- **Exercise**: Tell how many lines of the data below have the string "parsed" in them. Say nothing more.

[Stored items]
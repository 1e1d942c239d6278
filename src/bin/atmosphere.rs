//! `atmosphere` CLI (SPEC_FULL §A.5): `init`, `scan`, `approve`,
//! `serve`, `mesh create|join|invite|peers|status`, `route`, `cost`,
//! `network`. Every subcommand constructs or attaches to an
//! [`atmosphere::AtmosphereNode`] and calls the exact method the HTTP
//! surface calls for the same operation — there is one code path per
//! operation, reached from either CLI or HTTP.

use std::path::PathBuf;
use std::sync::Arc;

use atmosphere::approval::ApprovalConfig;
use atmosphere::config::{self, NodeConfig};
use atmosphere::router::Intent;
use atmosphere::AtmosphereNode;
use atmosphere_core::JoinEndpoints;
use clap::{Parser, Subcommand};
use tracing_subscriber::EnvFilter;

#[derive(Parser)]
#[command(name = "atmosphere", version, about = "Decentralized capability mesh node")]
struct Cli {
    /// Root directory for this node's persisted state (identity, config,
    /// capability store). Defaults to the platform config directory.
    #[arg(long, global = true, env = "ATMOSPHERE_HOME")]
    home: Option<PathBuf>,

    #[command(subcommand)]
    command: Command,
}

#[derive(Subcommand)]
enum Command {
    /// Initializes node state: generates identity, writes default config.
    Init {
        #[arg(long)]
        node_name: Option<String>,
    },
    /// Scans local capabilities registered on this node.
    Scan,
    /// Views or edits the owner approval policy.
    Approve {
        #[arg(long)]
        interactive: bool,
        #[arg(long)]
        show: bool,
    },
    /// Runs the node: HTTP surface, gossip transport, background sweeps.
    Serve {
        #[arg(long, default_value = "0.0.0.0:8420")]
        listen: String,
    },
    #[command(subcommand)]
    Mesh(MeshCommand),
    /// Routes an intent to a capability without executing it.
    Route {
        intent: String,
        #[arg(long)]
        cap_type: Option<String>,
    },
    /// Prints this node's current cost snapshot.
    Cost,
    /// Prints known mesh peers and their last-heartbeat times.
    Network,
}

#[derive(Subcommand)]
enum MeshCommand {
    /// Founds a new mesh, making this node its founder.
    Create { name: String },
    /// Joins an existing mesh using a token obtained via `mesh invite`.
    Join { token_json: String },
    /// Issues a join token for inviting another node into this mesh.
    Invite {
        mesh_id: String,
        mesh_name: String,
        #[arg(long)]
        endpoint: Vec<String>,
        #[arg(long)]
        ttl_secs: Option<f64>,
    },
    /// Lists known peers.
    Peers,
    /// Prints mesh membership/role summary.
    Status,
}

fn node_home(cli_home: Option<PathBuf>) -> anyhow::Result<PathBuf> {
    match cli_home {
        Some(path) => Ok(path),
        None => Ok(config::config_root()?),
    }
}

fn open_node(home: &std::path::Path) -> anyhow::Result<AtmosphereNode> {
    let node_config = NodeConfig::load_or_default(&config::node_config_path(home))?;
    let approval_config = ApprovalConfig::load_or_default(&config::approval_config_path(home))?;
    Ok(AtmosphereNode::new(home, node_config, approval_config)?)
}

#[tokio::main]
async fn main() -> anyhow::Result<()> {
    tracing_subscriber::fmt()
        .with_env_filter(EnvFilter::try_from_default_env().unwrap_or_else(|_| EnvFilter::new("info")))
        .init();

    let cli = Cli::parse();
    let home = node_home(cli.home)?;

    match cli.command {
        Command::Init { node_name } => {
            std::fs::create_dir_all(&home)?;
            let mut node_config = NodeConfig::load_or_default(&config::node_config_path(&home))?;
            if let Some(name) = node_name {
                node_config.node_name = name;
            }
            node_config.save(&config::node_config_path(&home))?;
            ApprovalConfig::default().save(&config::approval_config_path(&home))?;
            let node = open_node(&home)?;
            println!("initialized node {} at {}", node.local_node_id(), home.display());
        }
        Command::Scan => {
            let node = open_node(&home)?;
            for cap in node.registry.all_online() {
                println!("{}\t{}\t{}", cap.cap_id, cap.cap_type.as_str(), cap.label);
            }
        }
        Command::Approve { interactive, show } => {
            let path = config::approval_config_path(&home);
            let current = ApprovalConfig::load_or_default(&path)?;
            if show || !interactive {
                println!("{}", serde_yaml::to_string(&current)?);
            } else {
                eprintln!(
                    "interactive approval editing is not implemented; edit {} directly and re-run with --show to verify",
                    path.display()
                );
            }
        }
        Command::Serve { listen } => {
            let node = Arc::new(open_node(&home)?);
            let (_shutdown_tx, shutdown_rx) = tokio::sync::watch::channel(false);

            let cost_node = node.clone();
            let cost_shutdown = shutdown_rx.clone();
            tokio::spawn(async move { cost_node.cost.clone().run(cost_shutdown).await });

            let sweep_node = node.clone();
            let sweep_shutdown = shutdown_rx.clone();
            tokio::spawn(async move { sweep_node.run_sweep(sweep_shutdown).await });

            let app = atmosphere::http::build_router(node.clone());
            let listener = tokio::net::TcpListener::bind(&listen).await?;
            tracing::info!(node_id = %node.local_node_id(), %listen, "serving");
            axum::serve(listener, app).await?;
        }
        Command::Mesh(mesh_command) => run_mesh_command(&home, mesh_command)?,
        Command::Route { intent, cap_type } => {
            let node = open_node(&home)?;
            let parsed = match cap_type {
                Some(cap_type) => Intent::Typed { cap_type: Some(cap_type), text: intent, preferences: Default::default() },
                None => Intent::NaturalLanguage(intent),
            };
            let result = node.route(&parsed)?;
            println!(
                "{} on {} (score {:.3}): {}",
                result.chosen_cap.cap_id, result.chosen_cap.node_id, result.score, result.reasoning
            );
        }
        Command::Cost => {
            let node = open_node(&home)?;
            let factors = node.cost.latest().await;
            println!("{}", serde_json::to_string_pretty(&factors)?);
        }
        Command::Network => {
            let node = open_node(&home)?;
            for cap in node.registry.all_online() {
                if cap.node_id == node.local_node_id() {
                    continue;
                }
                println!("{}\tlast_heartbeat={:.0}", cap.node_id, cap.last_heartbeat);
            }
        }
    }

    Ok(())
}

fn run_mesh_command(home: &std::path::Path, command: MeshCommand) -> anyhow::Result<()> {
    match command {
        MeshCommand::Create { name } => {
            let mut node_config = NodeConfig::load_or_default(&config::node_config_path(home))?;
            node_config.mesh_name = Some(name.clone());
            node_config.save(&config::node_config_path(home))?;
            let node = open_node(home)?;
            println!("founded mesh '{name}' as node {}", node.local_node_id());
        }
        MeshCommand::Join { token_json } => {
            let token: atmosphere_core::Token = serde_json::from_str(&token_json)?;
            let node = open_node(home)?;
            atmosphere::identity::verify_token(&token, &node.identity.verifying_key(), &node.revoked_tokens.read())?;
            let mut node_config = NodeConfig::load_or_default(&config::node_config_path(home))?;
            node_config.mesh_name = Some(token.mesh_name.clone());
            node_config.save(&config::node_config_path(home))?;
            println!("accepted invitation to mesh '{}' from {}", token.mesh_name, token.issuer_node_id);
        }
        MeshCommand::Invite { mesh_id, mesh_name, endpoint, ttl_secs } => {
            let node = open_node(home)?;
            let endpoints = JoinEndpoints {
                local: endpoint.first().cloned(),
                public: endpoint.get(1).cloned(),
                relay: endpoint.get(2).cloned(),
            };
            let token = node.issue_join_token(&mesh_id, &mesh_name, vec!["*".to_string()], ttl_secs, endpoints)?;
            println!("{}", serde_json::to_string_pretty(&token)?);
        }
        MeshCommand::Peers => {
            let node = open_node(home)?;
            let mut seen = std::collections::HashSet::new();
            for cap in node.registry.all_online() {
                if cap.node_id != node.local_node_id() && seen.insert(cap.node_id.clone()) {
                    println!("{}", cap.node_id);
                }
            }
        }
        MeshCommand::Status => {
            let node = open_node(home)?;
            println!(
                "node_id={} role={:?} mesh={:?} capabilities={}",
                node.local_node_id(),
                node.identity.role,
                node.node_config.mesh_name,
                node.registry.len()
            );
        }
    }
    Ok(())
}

- **Problem solution**: 2